My favorite part is my x86_64 linux syscall interface, in which I define a
short assembly stub (syscall.c) and simply list syscall names (syscall.list)
to wire them up. The calling convention between user-space functions and the
kernel was close enough I was able to reduce the inline asm to two
instructions (`mov rax, _syscall num_ ; syscall;`).

[0] [https://github.com/lunixbochs/lib43](https://github.com/lunixbochs/lib43)

------
101914
"...huck the whole thing and rewrite it in assembly."

What are the functions in libc that you truly need and use?

How many of those routines are you incapable or unwilling to rewrite yourself?

I have asked myself these questions on many occasions.

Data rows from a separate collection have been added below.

//! Configure-time view handed to a module.
//!
//! A [`ConfigureContext`] gives a module read access to the options of its
//! own section, write access to the pipeline's seed block, and the list of
//! parameters the sampler will vary or fix. Every option read is tracked so
//! the pipeline can warn about options nobody consumed (usually typos).
//!
//! Option readers are lenient about representation: a string option is
//! parsed into the requested type, so `nz = "100"` and `nz = 100` behave the
//! same.

use crate::error::ModuleError;
use cosmix_block::{DataBlock, FromValue, Value, ValueKind};
use cosmix_types::{normalize, Address};
use indexmap::IndexSet;
use std::path::{Path, PathBuf};

/// Option key selecting the implementation of a pipeline entry.
///
/// Always treated as read.
pub const KIND_OPTION: &str = "kind";

/// Configure-time context for one module.
///
/// # Example
///
/// ```
/// use cosmix_block::DataBlock;
/// use cosmix_module::ConfigureContext;
///
/// let mut config = DataBlock::new();
/// config.put("background", "zmax", 2.0).unwrap();
/// config.put("background", "nz", "50").unwrap();
/// config.put("background", "typo", 1_i64).unwrap();
///
/// let mut seed = DataBlock::new();
/// let mut ctx = ConfigureContext::new("background", &config, &mut seed, &[]);
///
/// assert_eq!(ctx.get_real_or("zmax", 3.0).unwrap(), 2.0);
/// assert_eq!(ctx.get_int("nz").unwrap(), 50);
/// assert_eq!(ctx.get_real_or("zmin", 0.0).unwrap(), 0.0);
/// assert_eq!(ctx.unread_options(), vec!["typo".to_string()]);
/// ```
pub struct ConfigureContext<'a> {
    section: String,
    config: &'a DataBlock,
    seed: &'a mut DataBlock,
    parameters: &'a [Address],
    base_dir: Option<PathBuf>,
    read: IndexSet<String>,
}

impl<'a> ConfigureContext<'a> {
    /// Creates a context for the module configured from `section`.
    pub fn new(
        section: &str,
        config: &'a DataBlock,
        seed: &'a mut DataBlock,
        parameters: &'a [Address],
    ) -> Self {
        let mut read = IndexSet::new();
        read.insert(KIND_OPTION.to_string());
        Self {
            section: normalize(section),
            config,
            seed,
            parameters,
            base_dir: None,
            read,
        }
    }

    /// Sets the directory relative paths are resolved against.
    #[must_use]
    pub fn with_base_dir(mut self, dir: impl Into<PathBuf>) -> Self {
        self.base_dir = Some(dir.into());
        self
    }

    /// The module's section name.
    #[must_use]
    pub fn section(&self) -> &str {
        &self.section
    }

    /// Returns `true` if the option is set.
    #[must_use]
    pub fn has(&self, key: &str) -> bool {
        self.config.has(&self.section, key)
    }

    /// Raw option value, marking it read.
    pub fn option(&mut self, key: &str) -> Option<&'a Value> {
        self.read.insert(normalize(key));
        self.config.get(&self.section, key).ok()
    }

    /// Required option of type `T`.
    ///
    /// # Errors
    ///
    /// [`ModuleError::MissingOption`] or [`ModuleError::InvalidOption`].
    pub fn get<T: FromValue>(&mut self, key: &str) -> Result<T, ModuleError> {
        match self.lookup(key)? {
            Some(v) => Ok(v),
            None => Err(ModuleError::missing(&self.section, key)),
        }
    }

    /// Optional option of type `T`.
    ///
    /// # Errors
    ///
    /// [`ModuleError::InvalidOption`] if set but not convertible.
    pub fn get_or<T: FromValue>(&mut self, key: &str, default: T) -> Result<T, ModuleError> {
        Ok(self.lookup(key)?.unwrap_or(default))
    }

    /// # Errors
    ///
    /// See [`get`](Self::get).
    pub fn get_real(&mut self, key: &str) -> Result<f64, ModuleError> {
        self.get(key)
    }

    /// # Errors
    ///
    /// See [`get_or`](Self::get_or).
    pub fn get_real_or(&mut self, key: &str, default: f64) -> Result<f64, ModuleError> {
        self.get_or(key, default)
    }

    /// # Errors
    ///
    /// See [`get`](Self::get).
    pub fn get_int(&mut self, key: &str) -> Result<i64, ModuleError> {
        self.get(key)
    }

    /// # Errors
    ///
    /// See [`get_or`](Self::get_or).
    pub fn get_int_or(&mut self, key: &str, default: i64) -> Result<i64, ModuleError> {
        self.get_or(key, default)
    }

    /// # Errors
    ///
    /// See [`get_or`](Self::get_or).
    pub fn get_bool_or(&mut self, key: &str, default: bool) -> Result<bool, ModuleError> {
        self.get_or(key, default)
    }

    /// # Errors
    ///
    /// See [`get`](Self::get).
    pub fn get_str(&mut self, key: &str) -> Result<String, ModuleError> {
        self.get(key)
    }

    /// # Errors
    ///
    /// See [`get_or`](Self::get_or).
    pub fn get_str_or(&mut self, key: &str, default: &str) -> Result<String, ModuleError> {
        self.get_or(key, default.to_string())
    }

    /// # Errors
    ///
    /// See [`get`](Self::get).
    pub fn get_real_vec(&mut self, key: &str) -> Result<Vec<f64>, ModuleError> {
        self.get(key)
    }

    /// Required path option, resolved against the base directory.
    ///
    /// # Errors
    ///
    /// See [`get`](Self::get).
    pub fn get_path(&mut self, key: &str) -> Result<PathBuf, ModuleError> {
        let raw: String = self.get(key)?;
        Ok(self.resolve_path(&raw))
    }

    /// Resolves a relative path against the base directory.
    #[must_use]
    pub fn resolve_path(&self, raw: &str) -> PathBuf {
        resolve_against(self.base_dir.as_deref(), raw)
    }

    /// Publishes a value into the seed block, visible to every evaluation.
    ///
    /// # Errors
    ///
    /// [`ModuleError::Block`] on a type conflict with an existing value.
    pub fn publish(
        &mut self,
        section: &str,
        key: &str,
        value: impl Into<Value>,
    ) -> Result<(), ModuleError> {
        self.seed.put(section, key, value)?;
        Ok(())
    }

    /// Addresses of every declared parameter (varying and fixed).
    #[must_use]
    pub fn parameters(&self) -> &[Address] {
        self.parameters
    }

    /// Returns `true` if `(section, key)` is a declared parameter.
    #[must_use]
    pub fn is_parameter(&self, section: &str, key: &str) -> bool {
        let addr = Address::new(section, key);
        self.parameters.contains(&addr)
    }

    /// Options of the section that were never read, in file order.
    #[must_use]
    pub fn unread_options(&self) -> Vec<String> {
        self.config
            .keys(&self.section)
            .filter(|k| !self.read.contains(*k))
            .map(str::to_string)
            .collect()
    }

    fn lookup<T: FromValue>(&mut self, key: &str) -> Result<Option<T>, ModuleError> {
        let Some(value) = self.option(key) else {
            return Ok(None);
        };

        if let Some(v) = T::from_value(value) {
            return Ok(Some(v));
        }

        // Strings parse leniently into the requested type.
        if let Value::Str(text) = value {
            if T::KIND != ValueKind::Str {
                if let Some(v) = Value::parse_as(T::KIND, text).and_then(|p| T::from_value(&p)) {
                    return Ok(Some(v));
                }
            }
        }

        Err(ModuleError::invalid(
            &self.section,
            key,
            format!("expected {}, found {}", T::KIND, describe(value)),
        ))
    }
}

fn describe(value: &Value) -> String {
    match value {
        Value::Str(s) => format!("'{s}'"),
        other => format!("{} {other}", other.kind()),
    }
}

/// Resolves `raw` against `base` unless it is absolute.
#[must_use]
pub fn resolve_against(base: Option<&Path>, raw: &str) -> PathBuf {
    let path = PathBuf::from(raw);
    match base {
        Some(dir) if path.is_relative() => dir.join(path),
        _ => path,
    }
}

#[cfg(test)]
mod tests {
    use super::*;
    use cosmix_types::ErrorCode;

    fn config() -> DataBlock {
        let mut c = DataBlock::new();
        c.put("like", "kind", "gaussian_likelihood").expect("put");
        c.put("like", "data_file", "data/sn.txt").expect("put");
        c.put("like", "x", "0.1 0.2 0.3").expect("put");
        c.put("like", "sigma", 0.5).expect("put");
        c.put("like", "marginalise", "T").expect("put");
        c.put("like", "name", "lcdm").expect("put");
        c
    }

    #[test]
    fn lenient_string_parsing() {
        let config = config();
        let mut seed = DataBlock::new();
        let mut ctx = ConfigureContext::new("like", &config, &mut seed, &[]);

        assert_eq!(ctx.get_real_vec("x").expect("x"), vec![0.1, 0.2, 0.3]);
        assert!(ctx.get_bool_or("marginalise", false).expect("bool"));
        assert_eq!(ctx.get_real("sigma").expect("sigma"), 0.5);
    }

    #[test]
    fn missing_and_invalid() {
        let config = config();
        let mut seed = DataBlock::new();
        let mut ctx = ConfigureContext::new("like", &config, &mut seed, &[]);

        let err = ctx.get_real("absent").expect_err("missing");
        assert_eq!(err.code(), "MODULE_MISSING_OPTION");

        let err = ctx.get_real("name").expect_err("invalid");
        assert_eq!(err.code(), "MODULE_INVALID_OPTION");
        assert!(err.to_string().contains("'lcdm'"), "{err}");
    }

    #[test]
    fn tracks_unread_options() {
        let config = config();
        let mut seed = DataBlock::new();
        let mut ctx = ConfigureContext::new("like", &config, &mut seed, &[]);
        ctx.get_real("sigma").expect("sigma");
        ctx.get_str("name").expect("name");

        assert_eq!(
            ctx.unread_options(),
            vec!["data_file".to_string(), "x".to_string(), "marginalise".to_string()]
        );
    }

    #[test]
    fn paths_resolve_against_base() {
        let config = config();
        let mut seed = DataBlock::new();
        let mut ctx =
            ConfigureContext::new("like", &config, &mut seed, &[]).with_base_dir("/runs/demo");
        assert_eq!(
            ctx.get_path("data_file").expect("path"),
            PathBuf::from("/runs/demo/data/sn.txt")
        );
        assert_eq!(ctx.resolve_path("/abs/file"), PathBuf::from("/abs/file"));
    }

    #[test]
    fn publish_reaches_seed() {
        let config = config();
        let mut seed = DataBlock::new();
        {
            let mut ctx = ConfigureContext::new("like", &config, &mut seed, &[]);
            ctx.publish("data_vector", "like_n", 3_i64).expect("publish");
        }
        assert_eq!(seed.get_int("data_vector", "like_n").expect("n"), 3);
    }

    #[test]
    fn parameter_lookup() {
        let config = config();
        let mut seed = DataBlock::new();
        let params = vec![Address::new("cosmological_parameters", "h0")];
        let ctx = ConfigureContext::new("like", &config, &mut seed, &params);
        assert!(ctx.is_parameter("Cosmological_Parameters", "H0"));
        assert!(!ctx.is_parameter("cosmological_parameters", "omega_m"));
    }
}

The cruft laden operating system I use (which I imagine by many people's
standards is "bare bones") is hopelessly dependent on "libc". But I find that
the userland programs I truly need can be written using only a minimal subset
of the many functions that are compiled into it.

Could I write any of these in assembly and create my own "libasm" to do the
syscalls? This is a project I have contemplated many times.

To motivate myself to keep writing more assembly in the age of scripting
language du jour madness, I write a small program in assembly language and
then write the same program in C and then step through each compiled program
(e.g., with ald). Seeing some of the overhead is an effective motivator.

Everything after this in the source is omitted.